# Work to complete
Give only the number of lines in the data that contain the word "days".

# Supplied information
= = = =
//! # prodcal-source
//!
//! Supplies day annotations for `prodcal-calendar` from a production
//! calendar web page.
//!
//! ```no_run
//! use prodcal_source::{load_annotations, ExtractOptions, FetchOptions, Fetcher};
//!
//! let fetcher = Fetcher::new(FetchOptions::default())?;
//! let days = load_annotations(&fetcher, 2026, &ExtractOptions::default())?;
//! println!("{} special days", days.len());
//! # Ok::<(), prodcal_source::SourceError>(())
//! ```

pub mod error;
pub mod extract;
pub mod fetch;

pub use error::{Result, SourceError};
pub use extract::{extract_annotations, ExtractOptions};
pub use fetch::{load_file, year_url, FetchOptions, Fetcher, PageSource, SavedPage};

use prodcal_calendar::AnnotationMap;

/// Obtain the page for `year` from `source` and extract its annotations
///
/// # Errors
///
/// Propagates retrieval and extraction errors.
pub fn load_annotations<S: PageSource + ?Sized>(
    source: &S,
    year: i32,
    options: &ExtractOptions,
) -> Result<AnnotationMap> {
    let html = source.page(year)?;
    extract_annotations(&html, year, options)
}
= = = =
# Your solution
2